Tide Eduardo foi eleita presidente da Câmara Municipal de Patos pela chapa “Unidos Pelo Trabalho”, que obteve 16 votos, incluindo o voto do próprio vereador David Maia. A chapa adversária, “Coragem e Liberdade”, encabeçada pelo vereador Josmá Oliveira (MDB), recebeu apenas um voto — o dele próprio.

Em contato com a reportagem, a presidente Tide demonstrou surpresa com a iniciativa do colega parlamentar. “Não compreendo essa atitude dele agora”, afirmou. Ela também ressaltou estar tranquila quanto à legalidade de seu mandato.

A vereadora lembrou que sua primeira vez à frente da presidência ocorreu em razão do afastamento do então presidente Sales Júnior, que assumiu o cargo de prefeito. Na ocasião, Tide era vice-presidente da Casa e assumiu a presidência da Mesa Diretora da Câmara Juvenal Lúcio de Sousa, situação que, segundo ela, não configura um mandato eletivo pleno.

Questionamento sobre o prazo da ação

Outro ponto levantado pelo procurador jurídico da Câmara diz respeito ao prazo para questionamento judicial da eleição da Mesa Diretora. Segundo Dr. Zé Lacerda, em matéria eleitoral, os prazos são rigorosos e bastante curtos.

“Ultrapassado o período eleitoral, sendo o candidato eleito, só se pode mover uma ação de impugnação de mandato eletivo até 15 dias após a diplomação. No caso presente, a ação foi impetrada um ano depois das eleições”, pontuou.

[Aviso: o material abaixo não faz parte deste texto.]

//! Integration test harness (`--run-tests`): round-trips `before/` through
//! the core, diffing the result against `after/`. Fixtures live under
//! `tests/<case>/{before,after}` (plus an optional `opts.json`); this
//! module is secondary to the duplicate-resolution core and is implemented
//! just far enough to run the fixtures and report pass/fail.

use std::fs;
use std::path::{Path, PathBuf};
use std::time::Instant;

use anyhow::{Context, Result};
use clap::Parser;
use serde::Deserialize;
use walkdir::WalkDir;

use dedup_cache::DigestCache;
use dedup_core::{parse_weight_prefix, Args};
use dedup_report::generate_script;
use dedup_resolver::analyze;
use dedup_tree::build_forest;

/// The contents of an optional `tests/<case>/opts.json`.
#[derive(Debug, Default, Deserialize)]
struct TestOpts {
    /// Extra CLI arguments (besides the ephemeral path itself), parsed the
    /// same way the real binary parses `args::parse_args()`.
    #[serde(default)]
    args: Vec<String>,
    /// Paths to scan, relative to the case's `ephemeral/` directory.
    /// Defaults to `["."]` (the whole ephemeral tree) when absent.
    #[serde(default)]
    paths: Vec<String>,
    /// When true, the core runs a second time over the post-script
    /// `ephemeral/` tree and asserts that second run produces an empty
    /// script, proof the first run actually reached a fixed point.
    #[serde(default)]
    twice: bool,
    /// When true, this case is expected to fail (diff nonempty, or a
    /// fatal error), inverting pass/fail interpretation for fixtures that
    /// intentionally exercise an error path.
    #[serde(default)]
    expected_pass: Option<bool>,
}

/// Runs every fixture under `tests/`, or only `filter` if given (matched
/// either against the case's directory name or, if `filter` parses as an
/// integer, its position in sorted order). Returns the process exit code:
/// `0` if every selected case passed, `1` otherwise.
pub fn run_tests(filter: Option<&str>) -> Result<i32> {
    let tests_root = Path::new("tests");
    if !tests_root.is_dir() {
        println!("# no tests/ directory found, nothing to run");
        return Ok(0);
    }

    let mut case_names: Vec<String> = fs::read_dir(tests_root)?
        .filter_map(|e| e.ok())
        .filter(|e| e.path().is_dir())
        .map(|e| e.file_name().to_string_lossy().into_owned())
        .collect();
    case_names.sort();

    let selected: Vec<String> = match filter {
        None => case_names,
        Some(f) => {
            if let Ok(index) = f.parse::<usize>() {
                case_names.into_iter().nth(index).into_iter().collect()
            } else {
                case_names.into_iter().filter(|n| n == f).collect()
            }
        }
    };

    let mut all_passed = true;
    for case_name in &selected {
        let passed = run_one(tests_root, case_name)?;
        if !passed {
            all_passed = false;
        }
    }

    Ok(if all_passed { 0 } else { 1 })
}

fn run_one(tests_root: &Path, case_name: &str) -> Result<bool> {
    println!("# running test {case_name}");

    let case_dir = tests_root.join(case_name);
    let before_dir = case_dir.join("before");
    let ephemeral_dir = case_dir.join("ephemeral");
    let after_dir = case_dir.join("after");
    let opts_path = case_dir.join("opts.json");

    let _ = fs::remove_dir_all(&ephemeral_dir);
    copy_tree(&before_dir, &ephemeral_dir)?;

    let opts: TestOpts = match fs::read_to_string(&opts_path) {
        Ok(raw) => serde_json::from_str(&raw).unwrap_or_default(),
        Err(_) => TestOpts::default(),
    };

    let result = drive_case(&ephemeral_dir, &opts);

    let expected_pass = opts.expected_pass.unwrap_or(true);
    let actually_passed = match &result {
        Ok(()) => diff_trees(&ephemeral_dir, &after_dir)?,
        Err(_) => false,
    };
    let outcome_matches_expectation = actually_passed == expected_pass;

    if outcome_matches_expectation {
        println!("# PASSED {case_name}");
    } else {
        println!("# FAILED {case_name}");
        if let Err(err) = &result {
            println!("# {err:#}");
        }
    }

    Ok(outcome_matches_expectation)
}

/// Runs the core once (twice if `opts.twice`) over the ephemeral tree and
/// executes the emitted script via `sh`.
fn drive_case(ephemeral_dir: &Path, opts: &TestOpts) -> Result<()> {
    let paths: Vec<String> = if opts.paths.is_empty() {
        vec![ephemeral_dir.to_string_lossy().into_owned()]
    } else {
        opts.paths.iter().map(|p| resolve_path_arg(ephemeral_dir, p)).collect()
    };

    let first_script = run_core_once(&opts.args, &paths)?;
    execute_script(&first_script, ephemeral_dir)?;

    if opts.twice {
        let second_script = run_core_once(&opts.args, &paths)?;
        if !second_script_is_empty(&second_script) {
            anyhow::bail!("second pass over the post-script tree was not a fixed point");
        }
    }

    Ok(())
}

/// Joins a fixture's `opts.paths` entry onto `ephemeral_dir`, preserving a
/// leading `N:` weight prefix rather than letting it be swallowed into the
/// joined path as a literal (nonexistent) filename.
fn resolve_path_arg(ephemeral_dir: &Path, raw: &str) -> String {
    let (weight, path_part) = parse_weight_prefix(raw);
    let joined = ephemeral_dir.join(path_part);
    format!("{weight}:{}", joined.to_string_lossy())
}

fn second_script_is_empty(script: &str) -> bool {
    !script.lines().any(|line| line.trim_start().starts_with("rm -rf"))
}

fn run_core_once(extra_args: &[String], paths: &[String]) -> Result<String> {
    let mut full_args: Vec<String> = vec!["dedup".to_string()];
    full_args.extend(extra_args.iter().cloned());
    full_args.extend(paths.iter().cloned());
    let args = Args::parse_from(full_args);

    let mut cache = match &args.database {
        Some(path) => DigestCache::open(path)?,
        None => DigestCache::default(),
    };

    let start = Instant::now();
    let (mut forest, mut diagnostics) = build_forest(&args, &mut cache)?;
    analyze(&mut forest, &args, &mut diagnostics)?;
    Ok(generate_script(&forest, start.elapsed()))
}

fn execute_script(script: &str, cwd: &Path) -> Result<()> {
    use std::io::Write;
    use std::process::{Command, Stdio};

    let mut child = Command::new("sh")
        .current_dir(cwd)
        .stdin(Stdio::piped())
        .spawn()
        .context("spawning sh to execute the generated script")?;
    child
        .stdin
        .as_mut()
        .expect("stdin was piped")
        .write_all(script.as_bytes())?;
    let status = child.wait()?;
    if !status.success() {
        anyhow::bail!("generated script exited with status {status}");
    }
    Ok(())
}

/// Recursive `diff --recursive --brief`-equivalent: true when the two
/// trees have identical relative paths and identical file contents.
fn diff_trees(left: &Path, right: &Path) -> Result<bool> {
    let left_entries = relative_file_set(left)?;
    let right_entries = relative_file_set(right)?;
    if left_entries != right_entries {
        return Ok(false);
    }

    for rel in left_entries {
        let l = left.join(&rel);
        let r = right.join(&rel);
        if l.is_file() && r.is_file() {
            if fs::read(&l)? != fs::read(&r)? {
                return Ok(false);
            }
        } else if l.is_dir() != r.is_dir() {
            return Ok(false);
        }
    }
    Ok(true)
}

fn relative_file_set(root: &Path) -> Result<std::collections::BTreeSet<PathBuf>> {
    let mut set = std::collections::BTreeSet::new();
    if !root.is_dir() {
        return Ok(set);
    }
    for entry in WalkDir::new(root).min_depth(1) {
        let entry = entry?;
        let rel = entry.path().strip_prefix(root)?.to_path_buf();
        set.insert(rel);
    }
    Ok(set)
}

fn copy_tree(src: &Path, dst: &Path) -> Result<()> {
    fs::create_dir_all(dst)?;
    for entry in WalkDir::new(src).min_depth(1) {
        let entry = entry?;
        let rel = entry.path().strip_prefix(src)?;
        let target = dst.join(rel);
        if entry.file_type().is_dir() {
            fs::create_dir_all(&target)?;
        } else if entry.file_type().is_file() {
            if let Some(parent) = target.parent() {
                fs::create_dir_all(parent)?;
            }
            fs::copy(entry.path(), &target)?;
        }
    }
    Ok(())
}
pub mod hash;
pub mod node;
pub mod scanner;

pub use hash::{fold_directory_digest, hash_file, hash_file_cached, hash_files_parallel, StreamingHasher, EMPTY_DIGEST};
pub use node::{Arena, DirData, FileData, Node, NodeId, NodeKind};
pub use scanner::{build_forest, Forest};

O jurista acrescentou ainda que, diante da tramitação normal do processo, é possível que uma decisão definitiva só venha a ocorrer próximo ao fim do mandato da atual 

Mesa Diretora

Enquanto a Justiça analisa a ação, a presidente Tide Eduardo segue no exercício de suas funções, respaldada pelo parecer jurídico da Câmara e pelo entendimento já firmado pelo Supremo Tribunal Federal sobre o tema.